> _Task to complete_
In the material below, find the line that contains "Ok(descriptor)" and the line that contains "if !n.is_finite() ||", then write out exactly those two lines and everything between them.

> _Listed records_
******

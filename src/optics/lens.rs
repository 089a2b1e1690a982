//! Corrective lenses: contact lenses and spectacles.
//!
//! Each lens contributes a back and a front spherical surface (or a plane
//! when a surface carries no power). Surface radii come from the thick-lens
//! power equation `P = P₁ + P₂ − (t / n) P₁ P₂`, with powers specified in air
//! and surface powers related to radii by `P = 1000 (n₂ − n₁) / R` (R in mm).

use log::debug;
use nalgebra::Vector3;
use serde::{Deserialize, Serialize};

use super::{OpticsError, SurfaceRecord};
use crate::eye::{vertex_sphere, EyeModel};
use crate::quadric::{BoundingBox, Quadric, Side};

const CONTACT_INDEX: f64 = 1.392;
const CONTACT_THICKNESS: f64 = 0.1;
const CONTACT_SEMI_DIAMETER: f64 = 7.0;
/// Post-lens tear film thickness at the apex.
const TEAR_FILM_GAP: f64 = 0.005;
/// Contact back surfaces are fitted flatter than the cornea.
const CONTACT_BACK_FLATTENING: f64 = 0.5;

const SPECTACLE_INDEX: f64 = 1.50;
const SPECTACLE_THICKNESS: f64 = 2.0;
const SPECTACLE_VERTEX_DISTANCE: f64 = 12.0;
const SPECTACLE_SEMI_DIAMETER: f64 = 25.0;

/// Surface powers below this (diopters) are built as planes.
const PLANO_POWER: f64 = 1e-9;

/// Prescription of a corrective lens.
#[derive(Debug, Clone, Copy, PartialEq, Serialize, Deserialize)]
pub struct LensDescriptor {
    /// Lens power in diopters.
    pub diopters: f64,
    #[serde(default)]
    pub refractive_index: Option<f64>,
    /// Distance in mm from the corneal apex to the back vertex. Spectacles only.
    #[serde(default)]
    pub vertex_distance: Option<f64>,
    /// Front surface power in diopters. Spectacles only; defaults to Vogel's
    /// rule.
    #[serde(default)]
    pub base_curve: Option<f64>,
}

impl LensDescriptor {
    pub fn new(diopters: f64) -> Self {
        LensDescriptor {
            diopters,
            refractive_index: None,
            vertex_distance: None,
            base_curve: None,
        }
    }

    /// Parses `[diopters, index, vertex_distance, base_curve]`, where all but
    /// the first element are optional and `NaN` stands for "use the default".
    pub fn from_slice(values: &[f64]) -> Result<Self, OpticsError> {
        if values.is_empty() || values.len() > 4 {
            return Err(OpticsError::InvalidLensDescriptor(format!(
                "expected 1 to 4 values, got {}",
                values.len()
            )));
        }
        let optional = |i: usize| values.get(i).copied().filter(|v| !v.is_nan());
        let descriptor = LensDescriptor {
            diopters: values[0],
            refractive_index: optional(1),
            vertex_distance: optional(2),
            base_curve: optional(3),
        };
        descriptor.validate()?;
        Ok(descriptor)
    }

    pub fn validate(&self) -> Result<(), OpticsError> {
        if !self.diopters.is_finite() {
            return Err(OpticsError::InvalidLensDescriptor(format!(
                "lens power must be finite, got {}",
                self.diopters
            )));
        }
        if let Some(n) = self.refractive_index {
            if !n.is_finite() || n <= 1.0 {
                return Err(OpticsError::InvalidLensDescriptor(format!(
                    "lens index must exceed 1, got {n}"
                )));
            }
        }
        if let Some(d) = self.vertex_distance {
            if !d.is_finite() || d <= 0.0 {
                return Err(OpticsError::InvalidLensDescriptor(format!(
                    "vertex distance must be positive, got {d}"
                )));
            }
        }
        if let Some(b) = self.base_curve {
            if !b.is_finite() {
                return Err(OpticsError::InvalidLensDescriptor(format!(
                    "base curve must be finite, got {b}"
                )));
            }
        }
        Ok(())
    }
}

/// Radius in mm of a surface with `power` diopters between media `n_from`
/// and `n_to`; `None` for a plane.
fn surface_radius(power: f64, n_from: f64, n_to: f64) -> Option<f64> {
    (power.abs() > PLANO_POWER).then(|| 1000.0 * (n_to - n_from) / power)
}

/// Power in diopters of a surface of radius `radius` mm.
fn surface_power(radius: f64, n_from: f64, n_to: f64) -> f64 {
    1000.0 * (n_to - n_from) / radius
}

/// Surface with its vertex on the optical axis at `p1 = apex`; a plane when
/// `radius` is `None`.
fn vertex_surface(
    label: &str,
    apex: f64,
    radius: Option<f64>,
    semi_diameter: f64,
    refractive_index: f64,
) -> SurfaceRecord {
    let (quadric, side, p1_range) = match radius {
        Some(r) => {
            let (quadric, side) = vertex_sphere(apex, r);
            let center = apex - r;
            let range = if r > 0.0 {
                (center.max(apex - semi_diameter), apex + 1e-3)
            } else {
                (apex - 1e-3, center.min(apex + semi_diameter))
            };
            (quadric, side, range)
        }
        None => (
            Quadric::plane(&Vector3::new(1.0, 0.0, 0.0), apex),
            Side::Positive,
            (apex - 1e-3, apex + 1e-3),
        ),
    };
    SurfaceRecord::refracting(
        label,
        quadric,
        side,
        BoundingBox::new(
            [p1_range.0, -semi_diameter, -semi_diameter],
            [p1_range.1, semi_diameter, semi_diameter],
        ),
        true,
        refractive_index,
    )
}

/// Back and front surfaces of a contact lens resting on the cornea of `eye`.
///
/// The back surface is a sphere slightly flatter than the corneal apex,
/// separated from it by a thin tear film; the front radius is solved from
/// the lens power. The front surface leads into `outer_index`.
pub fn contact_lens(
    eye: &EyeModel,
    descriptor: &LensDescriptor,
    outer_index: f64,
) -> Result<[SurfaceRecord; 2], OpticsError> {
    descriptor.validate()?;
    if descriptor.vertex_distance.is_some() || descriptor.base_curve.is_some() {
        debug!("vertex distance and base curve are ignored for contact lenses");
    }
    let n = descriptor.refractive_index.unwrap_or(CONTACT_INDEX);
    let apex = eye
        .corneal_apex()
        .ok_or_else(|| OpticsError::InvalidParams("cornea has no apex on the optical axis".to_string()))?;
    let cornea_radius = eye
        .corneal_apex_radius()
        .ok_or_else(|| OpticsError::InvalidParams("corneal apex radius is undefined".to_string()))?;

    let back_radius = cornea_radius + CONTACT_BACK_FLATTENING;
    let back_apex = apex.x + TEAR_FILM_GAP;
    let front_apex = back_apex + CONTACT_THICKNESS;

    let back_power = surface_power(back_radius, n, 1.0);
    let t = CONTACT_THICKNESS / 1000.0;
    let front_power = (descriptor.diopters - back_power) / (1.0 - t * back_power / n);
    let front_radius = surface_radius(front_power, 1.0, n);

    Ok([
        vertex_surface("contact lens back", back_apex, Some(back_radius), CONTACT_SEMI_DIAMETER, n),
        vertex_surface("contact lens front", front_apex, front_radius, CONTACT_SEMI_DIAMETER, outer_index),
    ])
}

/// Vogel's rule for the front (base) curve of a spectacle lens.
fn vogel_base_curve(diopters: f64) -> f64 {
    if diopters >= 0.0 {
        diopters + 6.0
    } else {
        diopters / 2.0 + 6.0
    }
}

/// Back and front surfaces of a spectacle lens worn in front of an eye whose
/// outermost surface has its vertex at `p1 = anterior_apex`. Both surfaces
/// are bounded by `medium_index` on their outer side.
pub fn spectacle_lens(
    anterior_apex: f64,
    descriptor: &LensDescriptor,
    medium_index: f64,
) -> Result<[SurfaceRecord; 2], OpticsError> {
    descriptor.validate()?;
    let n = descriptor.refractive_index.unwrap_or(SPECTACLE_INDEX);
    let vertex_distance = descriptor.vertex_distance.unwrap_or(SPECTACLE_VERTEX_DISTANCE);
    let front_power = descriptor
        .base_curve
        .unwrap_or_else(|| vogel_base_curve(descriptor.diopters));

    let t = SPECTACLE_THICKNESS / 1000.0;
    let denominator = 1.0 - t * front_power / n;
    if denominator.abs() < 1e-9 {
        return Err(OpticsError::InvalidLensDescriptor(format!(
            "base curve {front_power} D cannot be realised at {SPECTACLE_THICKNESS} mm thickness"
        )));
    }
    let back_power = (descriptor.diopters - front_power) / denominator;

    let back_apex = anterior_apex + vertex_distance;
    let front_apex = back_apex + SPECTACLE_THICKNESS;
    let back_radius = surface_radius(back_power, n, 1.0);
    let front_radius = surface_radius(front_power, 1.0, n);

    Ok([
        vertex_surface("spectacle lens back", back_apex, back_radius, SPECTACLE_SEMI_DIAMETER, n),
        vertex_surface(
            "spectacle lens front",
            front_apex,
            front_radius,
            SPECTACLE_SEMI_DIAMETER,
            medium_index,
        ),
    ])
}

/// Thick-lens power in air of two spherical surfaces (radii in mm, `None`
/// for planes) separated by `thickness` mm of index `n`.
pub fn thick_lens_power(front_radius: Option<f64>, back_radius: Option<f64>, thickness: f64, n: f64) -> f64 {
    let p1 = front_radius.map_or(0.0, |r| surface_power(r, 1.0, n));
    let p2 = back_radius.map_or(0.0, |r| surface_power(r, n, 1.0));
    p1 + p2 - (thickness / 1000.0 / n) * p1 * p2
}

******

> _Response box_
        Ok(descriptor)
    }

    pub fn validate(&self) -> Result<(), OpticsError> {
        if !self.diopters.is_finite() {
            return Err(OpticsError::InvalidLensDescriptor(format!(
                "lens power must be finite, got {}",
                self.diopters
            )));
        }
        if let Some(n) = self.refractive_index {
            if !n.is_finite() || n <= 1.0 {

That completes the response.